**EXERCISE REQUIREMENTS**: Tell how many lines in the data contain the word "StdRng", and leave out everything else.

**GIVEN ENTRIES**:
use polydist::{Beta, Exponential, ExtremeValue, Gamma, GenericDistribution, Laplace, Weibull};
use rand::SeedableRng;
use rand::rngs::StdRng;

use crate::{assert_pdf, sample_mean};

#[test]
fn test_exponential() {
    let dist = GenericDistribution::from(Exponential::new(2.0).unwrap());
    assert_pdf(&dist, &[0.0, 1.0], &[2.0, 2.0 * (-2.0_f64).exp()]);
    let mean = sample_mean(&dist, 1, 20_000);
    assert!((mean - 0.5).abs() < 0.02, "mean {mean} should be near 0.5");
}

#[test]
fn test_exponential_truncates_at_negative_point() {
    let dist = GenericDistribution::from(Exponential::new(1.0).unwrap());
    let density = dist.pdf(&[1.0, 2.0, -1.0, 3.0]);
    assert_eq!(density.values.len(), 2);
    assert!(density.is_truncated());
}

#[test]
fn test_gamma_shape_and_scale() {
    let dist = GenericDistribution::from(Gamma::new(2.0, 3.0).unwrap());
    assert_pdf(&dist, &[3.0], &[(-1.0_f64).exp() / 3.0]);
    let mean = sample_mean(&dist, 2, 20_000);
    assert!((mean - 6.0).abs() < 0.15, "mean {mean} should be near 6");
}

#[test]
fn test_weibull_shape_and_scale() {
    let dist = GenericDistribution::from(Weibull::new(2.0, 1.0).unwrap());
    assert_pdf(&dist, &[1.0], &[2.0 * (-1.0_f64).exp()]);

    // scale * Gamma(1 + 1 / shape) = sqrt(pi) / 2
    let mean = sample_mean(&dist, 3, 20_000);
    let expected = core::f64::consts::PI.sqrt() / 2.0;
    assert!((mean - expected).abs() < 0.02, "mean {mean} should be near {expected}");
}

#[test]
fn test_extreme_value() {
    let dist = GenericDistribution::from(ExtremeValue::new(1.0, 2.0).unwrap());
    // at the location: exp(-1) / scale
    assert_pdf(&dist, &[1.0], &[(-1.0_f64).exp() / 2.0]);

    // location + scale * euler_gamma
    let mean = sample_mean(&dist, 4, 20_000);
    let expected = 1.0 + 2.0 * 0.577_215_664_901_532_9;
    assert!((mean - expected).abs() < 0.06, "mean {mean} should be near {expected}");
}

#[test]
fn test_beta() {
    let dist = GenericDistribution::from(Beta::new(2.0, 2.0).unwrap());
    assert_pdf(&dist, &[0.25, 0.5], &[1.125, 1.5]);

    let mut rng = StdRng::seed_from_u64(5);
    for x in dist.sample_n(&mut rng, 1000) {
        assert!((0.0..=1.0).contains(&x), "sample {x} outside [0, 1]");
    }

    let density = dist.pdf(&[0.5, 1.5]);
    assert_eq!(density.values.len(), 1);
    assert!(density.is_truncated());
}

#[test]
fn test_laplace() {
    let dist = GenericDistribution::from(Laplace::new(2.0, 0.5).unwrap());
    assert_pdf(&dist, &[2.0, 2.5], &[1.0, (-1.0_f64).exp()]);
    let mean = sample_mean(&dist, 6, 20_000);
    assert!((mean - 2.0).abs() < 0.03, "mean {mean} should be near 2");
}

#[test]
fn test_gamma_pole_truncates_evaluation() {
    let dist = GenericDistribution::from(Gamma::new(0.5, 1.0).unwrap());
    let density = dist.pdf(&[1.0, 0.0, 2.0]);
    assert_eq!(density.values.len(), 1);
    assert!(matches!(
        density.error,
        Some(polydist::Error::Domain { family: "Gamma", x, .. }) if x == 0.0
    ));
}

**SOLUTION TO THIS PROBLEM**: 2